-- EXERCISE OBJECTIVE --
Set down exactly the lines of the listing below that begin at the one containing "let cli = Cli::parse();" and end at the last line, both included.
........
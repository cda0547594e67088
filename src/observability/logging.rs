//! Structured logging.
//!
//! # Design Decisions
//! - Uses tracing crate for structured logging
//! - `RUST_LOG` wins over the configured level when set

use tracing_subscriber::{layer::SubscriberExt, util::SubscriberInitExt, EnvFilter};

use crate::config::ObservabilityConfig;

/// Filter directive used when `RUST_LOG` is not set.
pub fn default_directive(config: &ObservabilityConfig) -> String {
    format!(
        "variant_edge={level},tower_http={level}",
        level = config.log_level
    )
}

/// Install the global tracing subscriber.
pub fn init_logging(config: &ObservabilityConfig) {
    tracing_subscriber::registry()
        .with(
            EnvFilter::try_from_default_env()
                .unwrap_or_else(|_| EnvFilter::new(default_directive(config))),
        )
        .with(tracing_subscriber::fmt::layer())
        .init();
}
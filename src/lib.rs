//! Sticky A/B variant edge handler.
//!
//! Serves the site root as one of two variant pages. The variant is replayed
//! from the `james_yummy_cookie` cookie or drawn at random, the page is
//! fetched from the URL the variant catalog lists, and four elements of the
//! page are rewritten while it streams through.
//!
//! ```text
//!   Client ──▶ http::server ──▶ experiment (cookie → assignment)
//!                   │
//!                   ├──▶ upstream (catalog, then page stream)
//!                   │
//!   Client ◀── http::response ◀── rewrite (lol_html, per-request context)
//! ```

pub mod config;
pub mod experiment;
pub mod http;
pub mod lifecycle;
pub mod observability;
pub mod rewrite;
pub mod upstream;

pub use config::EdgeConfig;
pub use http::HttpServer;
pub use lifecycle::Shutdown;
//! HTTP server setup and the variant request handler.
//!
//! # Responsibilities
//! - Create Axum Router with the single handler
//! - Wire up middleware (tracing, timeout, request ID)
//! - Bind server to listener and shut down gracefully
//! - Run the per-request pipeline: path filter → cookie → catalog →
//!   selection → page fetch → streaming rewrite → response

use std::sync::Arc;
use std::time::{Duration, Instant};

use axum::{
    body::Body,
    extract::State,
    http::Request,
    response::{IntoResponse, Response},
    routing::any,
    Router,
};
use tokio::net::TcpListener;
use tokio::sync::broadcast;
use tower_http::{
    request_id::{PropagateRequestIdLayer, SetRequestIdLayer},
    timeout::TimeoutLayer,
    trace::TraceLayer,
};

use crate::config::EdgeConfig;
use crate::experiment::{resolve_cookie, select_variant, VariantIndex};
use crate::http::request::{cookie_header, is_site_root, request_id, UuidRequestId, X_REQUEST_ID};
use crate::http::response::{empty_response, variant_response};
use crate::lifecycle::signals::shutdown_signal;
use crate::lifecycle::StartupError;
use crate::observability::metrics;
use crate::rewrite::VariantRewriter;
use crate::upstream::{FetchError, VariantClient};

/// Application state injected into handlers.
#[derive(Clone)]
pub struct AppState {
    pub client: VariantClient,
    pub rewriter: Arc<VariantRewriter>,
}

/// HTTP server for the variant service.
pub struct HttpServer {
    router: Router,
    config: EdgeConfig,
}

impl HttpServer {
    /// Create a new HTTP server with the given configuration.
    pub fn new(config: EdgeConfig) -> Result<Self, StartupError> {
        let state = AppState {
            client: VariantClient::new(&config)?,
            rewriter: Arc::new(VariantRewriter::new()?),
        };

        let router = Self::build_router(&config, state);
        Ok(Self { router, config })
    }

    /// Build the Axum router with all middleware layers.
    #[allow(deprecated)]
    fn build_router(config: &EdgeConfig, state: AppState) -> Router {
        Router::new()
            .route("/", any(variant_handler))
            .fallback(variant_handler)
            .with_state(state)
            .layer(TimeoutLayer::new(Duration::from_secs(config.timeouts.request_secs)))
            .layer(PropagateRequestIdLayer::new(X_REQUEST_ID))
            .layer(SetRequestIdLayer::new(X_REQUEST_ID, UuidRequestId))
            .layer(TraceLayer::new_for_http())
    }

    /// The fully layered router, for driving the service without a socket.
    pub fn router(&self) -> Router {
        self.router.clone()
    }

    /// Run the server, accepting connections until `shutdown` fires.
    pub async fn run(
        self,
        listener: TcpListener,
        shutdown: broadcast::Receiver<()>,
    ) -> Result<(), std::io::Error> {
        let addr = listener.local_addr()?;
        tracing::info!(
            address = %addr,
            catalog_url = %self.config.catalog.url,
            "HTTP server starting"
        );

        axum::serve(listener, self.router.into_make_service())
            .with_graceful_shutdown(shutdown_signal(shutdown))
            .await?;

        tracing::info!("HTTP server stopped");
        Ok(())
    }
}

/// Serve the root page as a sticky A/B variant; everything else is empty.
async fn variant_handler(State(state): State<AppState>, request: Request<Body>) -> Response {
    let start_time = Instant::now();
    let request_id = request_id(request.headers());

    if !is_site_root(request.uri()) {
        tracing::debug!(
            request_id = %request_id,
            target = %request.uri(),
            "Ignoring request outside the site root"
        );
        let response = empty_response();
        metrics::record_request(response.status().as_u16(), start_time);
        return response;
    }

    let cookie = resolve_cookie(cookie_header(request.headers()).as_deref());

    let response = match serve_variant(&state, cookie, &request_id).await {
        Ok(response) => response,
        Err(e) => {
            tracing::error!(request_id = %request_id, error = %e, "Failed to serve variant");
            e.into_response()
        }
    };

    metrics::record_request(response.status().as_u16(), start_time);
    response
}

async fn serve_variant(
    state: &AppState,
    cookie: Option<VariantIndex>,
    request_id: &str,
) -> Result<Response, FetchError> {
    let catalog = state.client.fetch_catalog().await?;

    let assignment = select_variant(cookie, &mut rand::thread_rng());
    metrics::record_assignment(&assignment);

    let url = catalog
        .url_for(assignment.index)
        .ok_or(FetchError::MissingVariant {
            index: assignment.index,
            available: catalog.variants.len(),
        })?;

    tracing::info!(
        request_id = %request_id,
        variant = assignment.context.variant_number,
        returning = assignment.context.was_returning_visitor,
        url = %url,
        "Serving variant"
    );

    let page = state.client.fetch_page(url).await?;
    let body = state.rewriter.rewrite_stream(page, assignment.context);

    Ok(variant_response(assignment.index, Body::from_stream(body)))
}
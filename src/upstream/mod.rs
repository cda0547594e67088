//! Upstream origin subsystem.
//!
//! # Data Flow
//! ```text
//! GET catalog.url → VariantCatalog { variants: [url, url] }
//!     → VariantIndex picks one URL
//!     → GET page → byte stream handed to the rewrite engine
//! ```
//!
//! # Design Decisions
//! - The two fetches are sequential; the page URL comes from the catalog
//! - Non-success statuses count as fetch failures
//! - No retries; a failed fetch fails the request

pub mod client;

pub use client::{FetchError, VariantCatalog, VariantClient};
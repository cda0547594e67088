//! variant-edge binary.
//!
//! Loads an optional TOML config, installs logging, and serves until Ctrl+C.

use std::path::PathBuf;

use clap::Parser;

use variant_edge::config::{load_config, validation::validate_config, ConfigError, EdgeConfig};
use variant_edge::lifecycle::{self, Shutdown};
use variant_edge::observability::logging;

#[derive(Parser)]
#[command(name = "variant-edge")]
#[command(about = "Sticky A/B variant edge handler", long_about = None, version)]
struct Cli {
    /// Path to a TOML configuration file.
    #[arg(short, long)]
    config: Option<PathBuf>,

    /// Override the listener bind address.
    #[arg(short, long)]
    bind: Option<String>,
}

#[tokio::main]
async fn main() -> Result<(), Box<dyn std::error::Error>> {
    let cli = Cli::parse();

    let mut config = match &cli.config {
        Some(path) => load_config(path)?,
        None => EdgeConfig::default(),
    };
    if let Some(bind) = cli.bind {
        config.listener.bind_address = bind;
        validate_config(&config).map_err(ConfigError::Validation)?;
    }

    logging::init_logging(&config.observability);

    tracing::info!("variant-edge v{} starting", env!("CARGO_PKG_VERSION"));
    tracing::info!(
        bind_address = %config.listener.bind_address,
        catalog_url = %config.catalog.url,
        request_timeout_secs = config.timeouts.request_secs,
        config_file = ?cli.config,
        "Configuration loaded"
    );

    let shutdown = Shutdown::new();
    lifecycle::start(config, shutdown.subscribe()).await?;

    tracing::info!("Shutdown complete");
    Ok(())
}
........
-- EXERCISE ANSWER --
    let cli = Cli::parse();

    let mut config = match &cli.config {
        Some(path) => load_config(path)?,
        None => EdgeConfig::default(),
    };
    if let Some(bind) = cli.bind {
        config.listener.bind_address = bind;
        validate_config(&config).map_err(ConfigError::Validation)?;
    }

    logging::init_logging(&config.observability);

    tracing::info!("variant-edge v{} starting", env!("CARGO_PKG_VERSION"));
    tracing::info!(
        bind_address = %config.listener.bind_address,
        catalog_url = %config.catalog.url,
        request_timeout_secs = config.timeouts.request_secs,
        config_file = ?cli.config,
        "Configuration loaded"
    );

    let shutdown = Shutdown::new();
    lifecycle::start(config, shutdown.subscribe()).await?;

    tracing::info!("Shutdown complete");
    Ok(())
}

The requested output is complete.